## What the task asks
Each entry must be written out again exactly as it stands.

*** Opening of Entries provided ***

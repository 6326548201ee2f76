// Tag collection widget: data types, trigger-word highlighting, chip layout and the widget itself.
// Nothing here knows about egui windows; views::tag_panel adapts it to the host frame.

mod highlight;
mod layout;
mod strength;
mod types;
mod widget;

pub use highlight::{collect_highlight_tokens, split_trigger_groups, tags_from_trigger_words};
pub use types::{tags_from_value, Tag};
pub use widget::{CanvasError, DrawContext, HostWidget, TagCollectionWidget, WidgetOptions};
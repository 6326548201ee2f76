// Layout numbers shared by the tag widget, the card list and the panels.

/// UI spacing constants
pub mod spacing {
    /// Small spacing (4px)
    pub const SMALL: f32 = 4.0;

    /// Medium spacing (8px)
    pub const MEDIUM: f32 = 8.0;

    /// Extra large spacing (24px)
    pub const XLARGE: f32 = 24.0;
}

/// Chip geometry of the tag collection widget
pub mod chips {
    /// Left/right margin inside the widget area
    pub const MARGIN: f32 = 10.0;

    /// Height of one chip
    pub const HEIGHT: f32 = 30.0;

    /// Gap between chips and between rows
    pub const GAP: f32 = 5.0;

    /// Horizontal text padding on each side of a chip
    pub const PAD_X: f32 = 10.0;

    /// Font size of chip labels
    pub const FONT_SIZE: f32 = 14.0;

    /// Upper bound of a glyph advance at FONT_SIZE, used before text was measured
    pub const ESTIMATED_CHAR_WIDTH: f32 = 14.0;

    /// Height reserved for the empty and the error placeholders
    pub const MIN_HEIGHT: f32 = 40.0;

    /// Corner rounding of a chip (egui adapter only)
    pub const ROUNDING: f32 = 4.0;

    /// Border width of a highlighted chip
    pub const HIGHLIGHT_STROKE: f32 = 2.0;

    /// Vertical step of one chip row
    pub const ROW_STEP: f32 = HEIGHT + GAP;
}

/// Strength range accepted for weighted tags
pub mod strength {
    pub const MIN: f32 = 0.0;
    pub const MAX: f32 = 2.0;
}

/// Card-specific layout constants
pub mod card {
    /// Inner margin of card frame (symmetric)
    pub const INNER_MARGIN: f32 = 8.0;

    /// Border radius of card corners
    pub const ROUNDING: f32 = 8.0;

    /// Number of prompt characters shown in a collapsed card
    pub const PREVIEW_CHARS: usize = 100;

    /// Max width of an expanded thumbnail
    pub const THUMBNAIL_MAX_WIDTH: f32 = 256.0;

    /// Metadata plaque rounding
    pub const META_ROUNDING: f32 = 6.0;
}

*** Close of Entries provided ***

## Solution to the problem
repository 6326548201ee2f76
// Tag collection widget: data types, trigger-word highlighting, chip layout and the widget itself.
// Nothing here knows about egui windows; views::tag_panel adapts it to the host frame.

mod highlight;
mod layout;
mod strength;
mod types;
mod widget;

pub use highlight::{collect_highlight_tokens, split_trigger_groups, tags_from_trigger_words};
pub use types::{tags_from_value, Tag};
pub use widget::{CanvasError, DrawContext, HostWidget, TagCollectionWidget, WidgetOptions};
repository 6326548201ee2f76
// Layout numbers shared by the tag widget, the card list and the panels.

/// UI spacing constants
pub mod spacing {
    /// Small spacing (4px)
    pub const SMALL: f32 = 4.0;

    /// Medium spacing (8px)
    pub const MEDIUM: f32 = 8.0;

    /// Extra large spacing (24px)
    pub const XLARGE: f32 = 24.0;
}

/// Chip geometry of the tag collection widget
pub mod chips {
    /// Left/right margin inside the widget area
    pub const MARGIN: f32 = 10.0;

    /// Height of one chip
    pub const HEIGHT: f32 = 30.0;

    /// Gap between chips and between rows
    pub const GAP: f32 = 5.0;

    /// Horizontal text padding on each side of a chip
    pub const PAD_X: f32 = 10.0;

    /// Font size of chip labels
    pub const FONT_SIZE: f32 = 14.0;

    /// Upper bound of a glyph advance at FONT_SIZE, used before text was measured
    pub const ESTIMATED_CHAR_WIDTH: f32 = 14.0;

    /// Height reserved for the empty and the error placeholders
    pub const MIN_HEIGHT: f32 = 40.0;

    /// Corner rounding of a chip (egui adapter only)
    pub const ROUNDING: f32 = 4.0;

    /// Border width of a highlighted chip
    pub const HIGHLIGHT_STROKE: f32 = 2.0;

    /// Vertical step of one chip row
    pub const ROW_STEP: f32 = HEIGHT + GAP;
}

/// Strength range accepted for weighted tags
pub mod strength {
    pub const MIN: f32 = 0.0;
    pub const MAX: f32 = 2.0;
}

/// Card-specific layout constants
pub mod card {
    /// Inner margin of card frame (symmetric)
    pub const INNER_MARGIN: f32 = 8.0;

    /// Border radius of card corners
    pub const ROUNDING: f32 = 8.0;

    /// Number of prompt characters shown in a collapsed card
    pub const PREVIEW_CHARS: usize = 100;

    /// Max width of an expanded thumbnail
    pub const THUMBNAIL_MAX_WIDTH: f32 = 256.0;

    /// Metadata plaque rounding
    pub const META_ROUNDING: f32 = 6.0;
}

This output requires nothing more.